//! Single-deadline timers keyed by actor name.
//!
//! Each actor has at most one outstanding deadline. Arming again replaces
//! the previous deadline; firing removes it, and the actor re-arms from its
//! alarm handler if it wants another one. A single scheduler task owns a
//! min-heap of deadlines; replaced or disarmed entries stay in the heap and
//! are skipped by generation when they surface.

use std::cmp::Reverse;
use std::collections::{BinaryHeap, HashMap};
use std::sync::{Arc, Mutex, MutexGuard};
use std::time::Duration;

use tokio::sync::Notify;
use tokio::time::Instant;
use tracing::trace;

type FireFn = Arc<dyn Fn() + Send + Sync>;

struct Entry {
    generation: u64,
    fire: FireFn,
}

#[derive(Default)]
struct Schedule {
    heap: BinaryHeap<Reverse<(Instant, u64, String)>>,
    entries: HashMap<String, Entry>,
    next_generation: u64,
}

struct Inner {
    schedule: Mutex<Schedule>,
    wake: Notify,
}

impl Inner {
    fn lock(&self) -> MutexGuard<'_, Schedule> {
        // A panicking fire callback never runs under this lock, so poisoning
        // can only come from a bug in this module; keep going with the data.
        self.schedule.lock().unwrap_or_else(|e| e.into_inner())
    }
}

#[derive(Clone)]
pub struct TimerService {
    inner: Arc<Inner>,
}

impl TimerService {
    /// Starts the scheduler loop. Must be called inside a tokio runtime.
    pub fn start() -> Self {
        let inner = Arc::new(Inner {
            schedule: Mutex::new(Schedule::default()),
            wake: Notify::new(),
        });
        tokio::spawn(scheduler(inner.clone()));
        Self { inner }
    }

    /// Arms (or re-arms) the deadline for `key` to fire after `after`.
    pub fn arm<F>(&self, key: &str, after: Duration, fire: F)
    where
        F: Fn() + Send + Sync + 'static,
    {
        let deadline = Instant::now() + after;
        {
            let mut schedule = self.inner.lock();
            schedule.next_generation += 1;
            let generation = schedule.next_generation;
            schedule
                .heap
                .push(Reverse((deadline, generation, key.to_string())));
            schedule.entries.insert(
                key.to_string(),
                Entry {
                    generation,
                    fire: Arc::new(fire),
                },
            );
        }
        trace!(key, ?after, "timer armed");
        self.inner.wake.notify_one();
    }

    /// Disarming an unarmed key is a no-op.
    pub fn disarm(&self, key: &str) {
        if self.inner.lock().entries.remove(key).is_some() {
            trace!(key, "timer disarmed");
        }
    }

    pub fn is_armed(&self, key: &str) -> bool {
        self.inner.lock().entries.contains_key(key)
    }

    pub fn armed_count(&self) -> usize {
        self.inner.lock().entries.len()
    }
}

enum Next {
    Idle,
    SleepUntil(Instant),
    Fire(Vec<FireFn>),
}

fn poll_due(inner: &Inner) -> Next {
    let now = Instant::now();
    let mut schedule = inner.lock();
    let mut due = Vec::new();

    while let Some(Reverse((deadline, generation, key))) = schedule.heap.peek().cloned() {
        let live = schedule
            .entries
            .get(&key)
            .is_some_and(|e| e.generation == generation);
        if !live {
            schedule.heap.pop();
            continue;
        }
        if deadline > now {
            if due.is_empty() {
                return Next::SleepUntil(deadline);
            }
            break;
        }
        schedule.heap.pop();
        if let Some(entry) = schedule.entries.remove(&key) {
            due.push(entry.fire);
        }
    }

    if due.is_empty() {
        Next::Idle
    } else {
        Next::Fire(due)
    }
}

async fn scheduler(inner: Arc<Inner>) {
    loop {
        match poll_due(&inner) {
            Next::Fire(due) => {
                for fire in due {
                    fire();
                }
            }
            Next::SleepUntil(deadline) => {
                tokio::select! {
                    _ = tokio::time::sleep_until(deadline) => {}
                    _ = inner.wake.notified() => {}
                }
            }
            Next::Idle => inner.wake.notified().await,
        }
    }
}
━━━━━━━━━━
→ **WHAT TO PRODUCE**
Here the job is to set down exactly the lines of the material above that fall between the one with "self.inner.lock().entries.contains_key(key)" and the one with "fn poll_due(inner: &Inner)", inclusive, and nothing beyond them.

→ **SOLVED EXERCISE**
        self.inner.lock().entries.contains_key(key)
    }

    pub fn armed_count(&self) -> usize {
        self.inner.lock().entries.len()
    }
}

enum Next {
    Idle,
    SleepUntil(Instant),
    Fire(Vec<FireFn>),
}

fn poll_due(inner: &Inner) -> Next {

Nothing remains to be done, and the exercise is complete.